Tudo isso suscita algumas questões interessantes. Em primeiro lugar, fortalece a velha máxima de que não existe vácuo de poder; ele logo é preenchido. Foi assim quando a União Soviética se desmontou, com máfias ocupando o espaço novo existente. Vários pensadores chegaram a defender a tese de que o próprio nascimento do estado teve na violência e na conquista sua origem.

Eis a tese que Franz Oppenheimer defende em seu livro The State. Essa tese encontra eco em diferentes autores, incluindo Nietzsche, que acreditava que o estado se origina na forma mais cruel de conquista. David Hume notou que muitos se submetem ao governo que se encontra já estabelecido no país onde vivem, sem pesquisar com muita curiosidade as origens de seu estabelecimento inicial.

Verdadeira ou não, a tese mostra como certas conquistas modernas são importantes para nossa liberdade, tais quais o estado democrático de direito e o império das leis. São mecanismos de pesos e contrapesos que tentam mitigar o poder arbitrário dos governantes. Onde não há estado de direito, resta o poder paralelo. Manda quem pode, obedece quem tem juízo.

Um segundo ponto interessante nisso é a bandeira da legalização das drogas. Como liberal que já flertou com o libertarianismo, sou até simpático ao pleito, com várias ressalvas. Mas quando vemos milícias controlando o comércio de produtos legais, como gás, transporte e água, fica claro que o buraco é bem mais embaixo. Legalização não é panaceia – e pode até ser um tiro pela culatra.

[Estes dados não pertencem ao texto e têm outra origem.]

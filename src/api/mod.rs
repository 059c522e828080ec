//
//  cms-client
//  api/mod.rs
//
//  Created by Ngonidzashe Mangudya on 2026/01/12.
//  Copyright (c) 2025 IAMNGONI. All rights reserved.
//

//! # API Client Layer
//!
//! This module provides the HTTP client for the content-management REST API.
//!
//! ## Architecture
//!
//! - [`client`]: Request executor with authentication, timeouts and decoding
//! - [`common`]: Shared types (errors, error classification, pagination)
//! - [`content`]: Typed operations for projects, collections, entries and assets
//!
//! ## Usage
//!
//! ```rust,no_run
//! use cms_client::api::CmsClient;
//! use cms_client::config::ClientConfig;
//!
//! # async fn example() -> Result<(), cms_client::api::ApiError> {
//! let config = ClientConfig::new("https://cms.example.com/api", "my-project")
//!     .with_token("secret-token");
//! let client = CmsClient::new(config)?;
//!
//! for collection in client.get_collections().await? {
//!     println!("{:?}", collection.slug);
//! }
//! # Ok(())
//! # }
//! ```
//!
//! ## Error Handling
//!
//! Every failure is an [`ApiError`]. HTTP statuses map to variants:
//!
//! - `Authentication`: 401 Unauthorized
//! - `Authorization`: 403 Forbidden
//! - `NotFound`: 404 Not Found
//! - `Validation`: 422 Unprocessable Entity
//! - `RateLimited`: 429 Too Many Requests
//! - `Server`: 500, 502, 503, 504
//! - `Api`: any other non-success status
//!
//! Transport failures become `Timeout` or `Network`.

/// Request executor.
///
/// Provides the [`CmsClient`] struct which handles:
/// - Configuration validation
/// - `project-id` and bearer token headers
/// - Per-request timeout
/// - Response decoding and error classification
pub mod client;

/// Shared types: [`ApiError`], [`ErrorInfo`], [`RequestContext`],
/// [`ApiResponse`] and pagination helpers.
pub mod common;

/// Typed content operations.
pub mod content;

pub use client::CmsClient;

pub use common::{ApiError, ApiResponse, ErrorInfo, ErrorKind, RequestContext};
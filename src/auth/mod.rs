//
//  cms-client
//  auth/mod.rs
//
//  Created by Ngonidzashe Mangudya on 2026/01/12.
//  Copyright (c) 2025 IAMNGONI. All rights reserved.
//

//! # Authentication Module
//!
//! Bearer-token authentication for the content API.
//!
//! ## Module Structure
//!
//! - [`token`]: The [`ApiToken`] wrapper and token format validation

mod token;

pub use token::*;
//
//  cms-client
//  cli/config.rs
//
//  Created by Ngonidzashe Mangudya on 2026/01/12.
//  Copyright (c) 2025 IAMNGONI. All rights reserved.
//

//! CLI configuration commands
//!
//! Reads and writes connection settings of the profiles stored in the
//! configuration file. `--profile` selects the profile; without it the
//! file's `default_profile` (or `default`) is used.

use anyhow::Result;
use clap::{Args, Subcommand};
use console::style;

use crate::auth::ApiToken;
use crate::config::{ProfileConfig, PROFILE_KEYS};

use super::GlobalOptions;

/// Manage CLI configuration
#[derive(Args, Debug)]
pub struct ConfigCommand {
    #[command(subcommand)]
    pub command: ConfigSubcommand,
}

#[derive(Subcommand, Debug)]
pub enum ConfigSubcommand {
    /// Get a configuration value
    Get(GetArgs),

    /// Set a configuration value
    Set(SetArgs),

    /// List all profiles and their values
    #[command(visible_alias = "ls")]
    List,

    /// Show configuration file path
    Path,
}

#[derive(Args, Debug)]
pub struct GetArgs {
    /// Configuration key (base_path, project_id, token, timeout_ms)
    pub key: String,
}

#[derive(Args, Debug)]
pub struct SetArgs {
    /// Configuration key (base_path, project_id, token, timeout_ms)
    pub key: String,

    /// Configuration value
    pub value: String,
}

/// Profile values with the token redacted.
fn redacted(profile: &ProfileConfig) -> ProfileConfig {
    ProfileConfig {
        token: profile
            .token
            .as_deref()
            .map(|t| ApiToken::new(t).redacted()),
        ..profile.clone()
    }
}

impl ConfigCommand {
    pub async fn run(&self, global: &GlobalOptions) -> Result<()> {
        match &self.command {
            ConfigSubcommand::Get(args) => self.get(args, global),
            ConfigSubcommand::Set(args) => self.set(args, global),
            ConfigSubcommand::List => self.list(global),
            ConfigSubcommand::Path => self.path(global),
        }
    }

    fn get(&self, args: &GetArgs, global: &GlobalOptions) -> Result<()> {
        if !PROFILE_KEYS.contains(&args.key.as_str()) {
            anyhow::bail!(
                "Unknown config key '{}'. Valid keys: {}",
                args.key,
                PROFILE_KEYS.join(", ")
            );
        }

        let config = global.load_config()?;
        let value = config.get(global.profile.as_deref(), &args.key);

        if global.json {
            let result = serde_json::json!({
                "profile": config.profile_name(global.profile.as_deref()),
                "key": args.key,
                "value": value,
            });
            println!("{}", serde_json::to_string_pretty(&result)?);
        } else if let Some(v) = value {
            println!("{}", v);
        }
        Ok(())
    }

    fn set(&self, args: &SetArgs, global: &GlobalOptions) -> Result<()> {
        let path = global.config_path()?;
        let mut config = global.load_config()?;
        config.set(global.profile.as_deref(), &args.key, &args.value)?;
        config.save_to(&path)?;

        let profile = config.profile_name(global.profile.as_deref()).to_string();
        if global.json {
            let result = serde_json::json!({
                "success": true,
                "profile": profile,
                "key": args.key,
            });
            println!("{}", serde_json::to_string_pretty(&result)?);
        } else {
            println!(
                "{} Set {} for profile '{}'",
                style("✓").green(),
                args.key,
                profile
            );
        }
        Ok(())
    }

    fn list(&self, global: &GlobalOptions) -> Result<()> {
        let config = global.load_config()?;
        let active = config.profile_name(global.profile.as_deref()).to_string();

        if global.json {
            let profiles: std::collections::BTreeMap<_, _> = config
                .profiles
                .iter()
                .map(|(name, profile)| (name.clone(), redacted(profile)))
                .collect();
            let result = serde_json::json!({
                "default_profile": config.default_profile,
                "profiles": profiles,
            });
            println!("{}", serde_json::to_string_pretty(&result)?);
            return Ok(());
        }

        if config.profiles.is_empty() {
            println!("No profiles configured. Use 'cms config set <key> <value>' to add one.");
            return Ok(());
        }

        for (name, profile) in &config.profiles {
            let marker = if *name == active { " (active)" } else { "" };
            println!("{}{}", style(format!("[{}]", name)).bold(), marker);
            let profile = redacted(profile);
            let values = [
                profile.base_path,
                profile.project_id,
                profile.token,
                profile.timeout_ms.map(|t| t.to_string()),
            ];
            for (key, value) in PROFILE_KEYS.iter().zip(values) {
                if let Some(value) = value {
                    println!("  {} = {}", key, value);
                }
            }
            println!();
        }
        Ok(())
    }

    fn path(&self, global: &GlobalOptions) -> Result<()> {
        let path = global.config_path()?;
        if global.json {
            let result = serde_json::json!({ "path": path.display().to_string() });
            println!("{}", serde_json::to_string_pretty(&result)?);
        } else {
            println!("{}", path.display());
        }
        Ok(())
    }
}
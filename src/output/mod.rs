//
//  cms-client
//  output/mod.rs
//
//  Created by Ngonidzashe Mangudya on 2026/01/12.
//  Copyright (c) 2025 IAMNGONI. All rights reserved.
//

//! # Output Module
//!
//! This module renders command results for the `cms` CLI in one of two
//! formats:
//!
//! - **Table format**: Human-readable output for interactive terminal use
//! - **JSON format**: Machine-readable JSON output for scripting and automation
//!
//! ## Architecture
//!
//! - [`table`]: Table formatting utilities using `comfy_table`
//! - [`json`]: JSON serialization utilities using `serde_json`
//! - [`content`]: Table rendering for projects, collections, entries and assets
//!
//! ## Core Components
//!
//! - [`OutputFormat`]: Enum representing the available output formats
//! - [`OutputWriter`]: Main entry point for writing formatted output
//! - [`TableOutput`]: Trait for types that can be rendered as a detail view
//! - [`TableRow`]: Trait for types that can be rendered as rows of a list
//!
//! ## Example
//!
//! ```rust,ignore
//! use cms_client::output::{OutputWriter, OutputFormat};
//!
//! let writer = OutputWriter::new(OutputFormat::Json);
//! writer.write(&entry)?;
//! writer.write_success("Entry deleted");
//! ```

pub mod content;
pub mod json;
pub mod table;

pub use json::*;
pub use table::*;

use serde::Serialize;

/// Represents the available output formats for CLI output.
///
/// # Variants
///
/// * `Table` - Human-readable format, best for interactive terminal sessions
/// * `Json` - Machine-readable JSON format, ideal for piping to other tools
#[derive(Debug, Clone, Copy, PartialEq, Eq, Default)]
pub enum OutputFormat {
    /// Human-readable table format with optional color support.
    #[default]
    Table,
    /// Pretty-printed JSON.
    Json,
}

impl OutputFormat {
    /// Picks the format from the global `--json` flag.
    pub fn from_json_flag(json: bool) -> Self {
        if json {
            Self::Json
        } else {
            Self::Table
        }
    }
}

/// A unified output writer that handles both output formats.
///
/// Data goes to stdout. Errors go to stderr so that JSON
/// output stays parseable.
///
/// # Notes
///
/// Color output is automatically detected based on terminal capabilities.
/// Colors are disabled when output is piped or redirected.
pub struct OutputWriter {
    format: OutputFormat,
    color: bool,
}

impl OutputWriter {
    /// Creates a new output writer with the specified format.
    pub fn new(format: OutputFormat) -> Self {
        Self {
            format,
            color: console::colors_enabled(),
        }
    }

    pub fn json() -> Self {
        Self::new(OutputFormat::Json)
    }

    pub fn table() -> Self {
        Self::new(OutputFormat::Table)
    }

    pub fn format(&self) -> OutputFormat {
        self.format
    }

    /// Writes a single value as a detail view or JSON document.
    pub fn write<T: Serialize + TableOutput>(&self, value: &T) -> anyhow::Result<()> {
        match self.format {
            OutputFormat::Json => write_json(value),
            OutputFormat::Table => {
                value.print_table(self.color);
                Ok(())
            }
        }
    }

    /// Writes a list as a table with one row per value, or as a JSON array.
    ///
    /// An empty list prints `empty_message` in table mode and `[]` in JSON
    /// mode.
    pub fn write_list<T: Serialize + TableRow>(
        &self,
        values: &[T],
        empty_message: &str,
    ) -> anyhow::Result<()> {
        match self.format {
            OutputFormat::Json => write_json(values),
            OutputFormat::Table => {
                if values.is_empty() {
                    self.write_info(empty_message);
                    return Ok(());
                }
                TableBuilder::new()
                    .color(self.color)
                    .headers(T::headers().iter().copied())
                    .rows(values.iter().map(|v| v.row(self.color)))
                    .print();
                Ok(())
            }
        }
    }

    /// Writes an arbitrary JSON value in both modes.
    pub fn write_value(&self, value: &serde_json::Value) -> anyhow::Result<()> {
        write_json(value)
    }

    pub fn write_error(&self, msg: &str) {
        use console::style;
        if self.color {
            eprintln!("{} {}", style("error:").red().bold(), msg);
        } else {
            eprintln!("error: {}", msg);
        }
    }

    pub fn write_info(&self, msg: &str) {
        println!("{}", msg);
    }

    /// Writes a success message. Suppressed in JSON mode.
    pub fn write_success(&self, msg: &str) {
        use console::style;
        if self.format == OutputFormat::Json {
            return;
        }
        if self.color {
            println!("{} {}", style("✓").green().bold(), msg);
        } else {
            println!("✓ {}", msg);
        }
    }
}

/// Trait for types rendered as a detail view in table mode.
pub trait TableOutput {
    fn print_table(&self, color: bool);
}

/// Trait for types rendered as one row of a list table.
pub trait TableRow {
    /// Column headers, in the order of [`TableRow::row`].
    fn headers() -> &'static [&'static str];

    fn row(&self, color: bool) -> Vec<String>;
}

/// Prints a `key: value` line with a dimmed key when color is enabled.
pub fn print_field(key: &str, value: &str, color: bool) {
    use console::style;
    if color {
        println!("  {:<14} {}", style(format!("{}:", key)).dim(), value);
    } else {
        println!("  {:<14} {}", format!("{}:", key), value);
    }
}

/// Prints an optional field, skipping it when absent.
pub fn print_opt_field(key: &str, value: Option<&str>, color: bool) {
    if let Some(value) = value {
        print_field(key, value, color);
    }
}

Legalizar as drogas não resolveria nada nesse aspecto. Afinal, esses criminosos usam a coerção para controlar atividades que não são vetadas pela lei. Eles continuariam exercendo seu poder paralelo nesses locais, mesmo se a maconha, o crack e a cocaína fossem permitidos. São os “donos do pedaço”, representam justamente o papel do estado ali, criando as “leis”.

É verdade que os clientes não precisariam entrar nesses locais perigosos para comprar e consumir tais drogas, mas isso não faria com que as milícias perdessem seu poder nas comunidades. Esse poder vem do vácuo estatal, não da proibição das drogas.

No mais, resta questionar se gostaríamos de viver em uma sociedade na qual o crack fosse vendido como banana por aí. O argumento da liberdade individual é bonito, mas como Theodore Dalrymple mostra em seus livros, há claros limites para ele. Existe uma região cinzenta onde há conflito de valores e o pragmatismo deve prevalecer.

Falar simplesmente que a “guerra contra as drogas” fracassou é complicado, pois a “guerra contra os crimes” fracassou também, pela mesma ótica. E nem por isso vamos defender a retirada da polícia e do estado no combate aos assaltos, assassinatos e milícias.

As drogas são proibidas na grande maioria dos países desenvolvidos, e nem por isso eles vivem com o tipo de criminalidade e de poder paralelo que temos aqui no Brasil em geral, e no Rio em particular. Ou seja, existem outras prioridades antes de pensar nessas questões que os próprios países ricos não resolveram.

É preciso preencher o vácuo de poder com o estado de direito. É preciso ocupar as brechas que permitem o surgimento das milícias. Como liberal, desconfio do estado, tenho receio de seu poder, e luto bastante por seu limite de escopo. Mas não caio no romantismo utópico de que a solução é acabar com ele, pois sei que isso faria apenas surgir em seu lugar um monstro pior, com poder mais arbitrário ainda, sem freios.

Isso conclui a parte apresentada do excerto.